Hyperglycaemia-induced oxidative stress appears to be involved in the aetiology of diabetic retinopathy (DR), a major public health issue, via altering DNA methylation process. We investigated the effect of hyperglycaemia on retinal DNA methyltransferase (DNMT) expression in diabetic mice, using Gene Expression Omnibus datasets. We also evaluated the effect of curcumin both on high glucose-induced reactive oxygen species (ROS) production and altered DNMT functions, in a cellular model of DR. We observed that three months of hyperglycaemia, in insulin-deficient Ins2 Akita mice, decrease DNMT1 and DNMT3a expression levels. In retinal pigment epithelium (RPE) cells, we also demonstrated that high glucose-induced ROS production precedes upregulation of DNMT expression and activity, suggesting that changes in DNMT function could be mediated by oxidative stress via a potential dual effect.
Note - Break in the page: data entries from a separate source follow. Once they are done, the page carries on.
impl World {
    /// Creates the default world with two spheres.
    pub fn new() -> World {
        Default::default()
    }

    /// Creates a world with no objects and a white light at (-10, 10, -10).
    pub fn empty() -> World {
        World {
            shapes: Shapes::new(),
            objects: Vec::new(),
            light: default_light(),
        }
    }

    pub fn shapes(&self) -> &Shapes {
        &self.shapes
    }

    pub fn shapes_mut(&mut self) -> &mut Shapes {
        &mut self.shapes
    }

    /// The top-level shapes, in insertion order.
    pub fn objects(&self) -> &[ShapeId] {
        &self.objects
    }

    /// Adds a top-level shape.
    pub fn add_object(&mut self, shape: Shape) -> ShapeId {
        let id = self.shapes.insert(shape);
        self.objects.push(id);
        id
    }

    /// Stores a shape without placing it in the scene yet. Attach it later
    /// with `Shapes::add_child` or `add_root`.
    pub fn insert_detached(&mut self, shape: Shape) -> ShapeId {
        self.shapes.insert(shape)
    }

    /// Adds `shape` as a child of the group `parent`.
    ///
    /// Nothing is stored if `parent` cannot take children.
    pub fn add_child(&mut self, parent: ShapeId, shape: Shape)
        -> Result<ShapeId> {
        match self.shapes.get(parent) {
            Some(p) if p.is_group() => (),
            Some(_) => return Err(TracerError::NotAGroup(parent.index())),
            None => return Err(TracerError::InvalidHierarchy(
                format!("no shape {} in this world", parent)
            )),
        }

        let id = self.shapes.insert(shape);
        self.shapes.add_child(parent, id)?;
        Ok(id)
    }

    /// Promotes an already stored shape to a top-level object.
    ///
    /// Shapes with a parent are reached through it and cannot also be roots.
    pub fn add_root(&mut self, id: ShapeId) -> Result<()> {
        let shape = self.shapes.get(id).ok_or_else(||
            TracerError::InvalidHierarchy(format!("no shape {} in this world", id))
        )?;

        if let Some(parent) = shape.parent() {
            return Err(TracerError::InvalidHierarchy(
                format!("shape {} is a child of {}", id, parent)
            ));
        }

        if self.objects.contains(&id) {
            return Err(TracerError::InvalidHierarchy(
                format!("shape {} is already in the world", id)
            ));
        }

        self.objects.push(id);
        Ok(())
    }

    /// Intersects a ray against all objects in a world, sorted by `t`.
    pub fn intersect(&self, r: &Ray4D) -> Intersections {
        Intersections::aggregate(
            self.objects.iter().map(|&id| self.shapes.intersect(id, r))
        )
    }

    /// Determines whether a point is shadowed from the light.
    pub fn is_shadowed(&self, p: Tuple4D) -> bool {
        let v = self.light.position - p;
        let distance = v.magnitude();
        let r = Ray4D::new(p, v.normalize());

        match self.intersect(&r).hit() {
            Some(i) => i.t < distance,
            None => false,
        }
    }

    /// Calculates the color for a hit: direct light plus whatever is
    /// reflected and refracted, recursing at most `depth` more times.
    pub fn shade_hit(&self, comps: &IntersectionComputation, depth: usize)
        -> Color {
        let material = self.shapes.material(comps.object);
        let in_shadow = self.is_shadowed(comps.over_point);
        let object_point = self.shapes.world_to_object(comps.object,
            comps.over_point);

        let surface = lighting(&material, &self.light, comps.over_point,
            object_point, comps.eyev, comps.normalv, in_shadow);

        let reflected = self.reflected_color(comps, depth);
        let refracted = self.refracted_color(comps, depth);

        if material.reflective > 0.0 && material.transparency > 0.0 {
            let reflectance = comps.schlick();
            surface + reflected * reflectance + refracted * (1.0 - reflectance)
        } else {
            surface + reflected + refracted
        }
    }

    /// The color seen in the mirror direction, scaled by reflectivity.
    pub fn reflected_color(&self, comps: &IntersectionComputation,
        depth: usize) -> Color {
        let reflective = self.shapes.material(comps.object).reflective;
        if depth == 0 || reflective == 0.0 {
            return Color::black();
        }

        let r = Ray4D::new(comps.over_point, comps.reflectv);
        self.color_at(&r, depth - 1) * reflective
    }

    /// The color seen through the surface, bent by Snell's law and scaled
    /// by transparency.
    pub fn refracted_color(&self, comps: &IntersectionComputation,
        depth: usize) -> Color {
        let transparency = self.shapes.material(comps.object).transparency;
        if depth == 0 || transparency == 0.0 {
            return Color::black();
        }

        let n_ratio = comps.n1 / comps.n2;
        let cos_i = comps.eyev.dot(&comps.normalv);
        let sin2_t = n_ratio.powi(2) * (1.0 - cos_i.powi(2));

        // Total internal reflection
        if sin2_t > 1.0 {
            return Color::black();
        }

        let cos_t = (1.0 - sin2_t).sqrt();
        let direction = comps.normalv * (n_ratio * cos_i - cos_t)
            - comps.eyev * n_ratio;

        let r = Ray4D::new(comps.under_point, direction);
        self.color_at(&r, depth - 1) * transparency
    }

    /// Determines the color seen along a ray; black when nothing is hit.
    pub fn color_at(&self, r: &Ray4D, depth: usize) -> Color {
        let is = self.intersect(r);

        match is.hit() {
            None => Color::black(),
            Some(hit) => {
                let comps = IntersectionComputation::new(r, &hit, &is,
                    &self.shapes);
                self.shade_hit(&comps, depth)
            },
        }
    }
}

#[cfg(test)]
use crate::intersect::Intersection;
#[cfg(test)]
use crate::consts::RECURSION_DEPTH;

#[cfg(test)]
fn ray(o: (f64, f64, f64), d: (f64, f64, f64)) -> Ray4D {
    Ray4D::new(Tuple4D::point(o.0, o.1, o.2), Tuple4D::vector(d.0, d.1, d.2))
}

#[cfg(test)]
fn shade_single(w: &World, r: &Ray4D, i: Intersection, depth: usize) -> Color {
    let is = Intersections::from(vec![i]);
    let comps = IntersectionComputation::new(r, &i, &is, w.shapes());
    w.shade_hit(&comps, depth)
}

#[cfg(test)]
fn set_material<F: FnOnce(&mut Material)>(w: &mut World, id: ShapeId, f: F) {
    let mut m = w.shapes().material(id);
    f(&mut m);
    w.shapes_mut().get_mut(id).unwrap().set_material(m);
}

#[cfg(test)]
fn translated(shape: Shape, x: f64, y: f64, z: f64) -> Shape {
    shape.with_transform(Matrix4D::translation(x, y, z)).unwrap()
}

#[test]
fn intersect_default_world_with_ray() {
    let w = World::default();
    let is = w.intersect(&ray((0.0, 0.0, -5.0), (0.0, 0.0, 1.0)));

    let ts: Vec<f64> = is.iter().map(|i| i.t).collect();
    assert_eq!(ts, vec![4.0, 4.5, 5.5, 6.0]);
}

#[test]
fn shade_intersection_from_outside() {
    let w = World::default();
    let r = ray((0.0, 0.0, -5.0), (0.0, 0.0, 1.0));
    let i = Intersection::new(4.0, w.objects()[0]);

    assert_eq!(shade_single(&w, &r, i, 1), Color::rgb(0.38066, 0.47583, 0.2855));
}

#[test]
fn shade_intersection_from_inside() {
    let mut w = World::default();
    w.light = PointLight::new(Color::white(), Tuple4D::point(0.0, 0.25, 0.0));
    let r = ray((0.0, 0.0, 0.0), (0.0, 0.0, 1.0));
    let i = Intersection::new(0.5, w.objects()[1]);

    assert_eq!(shade_single(&w, &r, i, 1), Color::rgb(0.90498, 0.90498, 0.90498));
}

#[test]
fn shade_intersection_in_shadow() {
    let mut w = World::empty();
    w.light = PointLight::new(Color::white(), Tuple4D::point(0.0, 0.0, -10.0));
    w.add_object(Shape::sphere());
    let s2 = w.add_object(translated(Shape::sphere(), 0.0, 0.0, 10.0));

    let r = ray((0.0, 0.0, 5.0), (0.0, 0.0, 1.0));
    let i = Intersection::new(4.0, s2);

    assert_eq!(shade_single(&w, &r, i, 1), Color::rgb(0.1, 0.1, 0.1));
}

#[test]
fn color_ray_miss() {
    let w = World::default();
    let r = ray((0.0, 0.0, -5.0), (0.0, 1.0, 0.0));

    assert_eq!(w.color_at(&r, RECURSION_DEPTH), Color::black());
}

#[test]
fn color_ray_hit() {
    let w = World::default();
    let r = ray((0.0, 0.0, -5.0), (0.0, 0.0, 1.0));

    assert_eq!(w.color_at(&r, RECURSION_DEPTH), Color::rgb(0.38066, 0.47583, 0.2855));
}

#[test]
fn color_behind_ray() {
    let mut w = World::default();
    let (outer, inner) = (w.objects()[0], w.objects()[1]);
    set_material(&mut w, outer, |m| m.ambient = 1.0);
    set_material(&mut w, inner, |m| m.ambient = 1.0);

    let r = ray((0.0, 0.0, 0.75), (0.0, 0.0, -1.0));
    let inner_color = w.shapes().material(inner).color;

    assert_eq!(w.color_at(&r, RECURSION_DEPTH), inner_color);
}

#[test]
fn shadow_collinear_point_and_light() {
    let w = World::default();
    assert!(!w.is_shadowed(Tuple4D::point(0.0, 10.0, 0.0)));
}

#[test]
fn shadow_object_between_point_and_light() {
    let w = World::default();
    assert!(w.is_shadowed(Tuple4D::point(10.0, -10.0, 10.0)));
}

#[test]
fn shadow_object_behind_light() {
    let w = World::default();
    assert!(!w.is_shadowed(Tuple4D::point(-20.0, 20.0, -20.0)));
}

#[test]
fn shadow_object_behind_point() {
    let w = World::default();
    assert!(!w.is_shadowed(Tuple4D::point(-2.0, 2.0, -2.0)));
}

#[test]
fn reflected_color_for_nonreflective_material() {
    let mut w = World::default();
    let inner = w.objects()[1];
    set_material(&mut w, inner, |m| m.ambient = 1.0);

    let r = ray((0.0, 0.0, 0.0), (0.0, 0.0, 1.0));
    let i = Intersection::new(1.0, inner);
    let comps = IntersectionComputation::new(&r, &i,
        &Intersections::from(vec![i]), w.shapes());

    assert_eq!(w.reflected_color(&comps, RECURSION_DEPTH), Color::black());
}

#[cfg(test)]
fn world_with_reflective_floor() -> (World, ShapeId) {
    let mut w = World::default();
    let floor = translated(Shape::plane(), 0.0, -1.0, 0.0)
        .with_material(Material { reflective: 0.5, ..Default::default() });
    let id = w.add_object(floor);
    (w, id)
}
The early effect results in decreased DNMT activity, accompanied by the highest ROS production, while long-term oxidative stress increases DNMT activity and DNMT1 expression. Interestingly, treatment with 25 μM curcumin for 6 hours restores ROS production, as well as DNMT functions, altered by the exposure of RPE to acute and chronic high glucose concentration. Our study suggests that curcumin may represent an effective antioxidant compound against DR, via restoring oxidative stress and DNMT functions, though further studies are recommended.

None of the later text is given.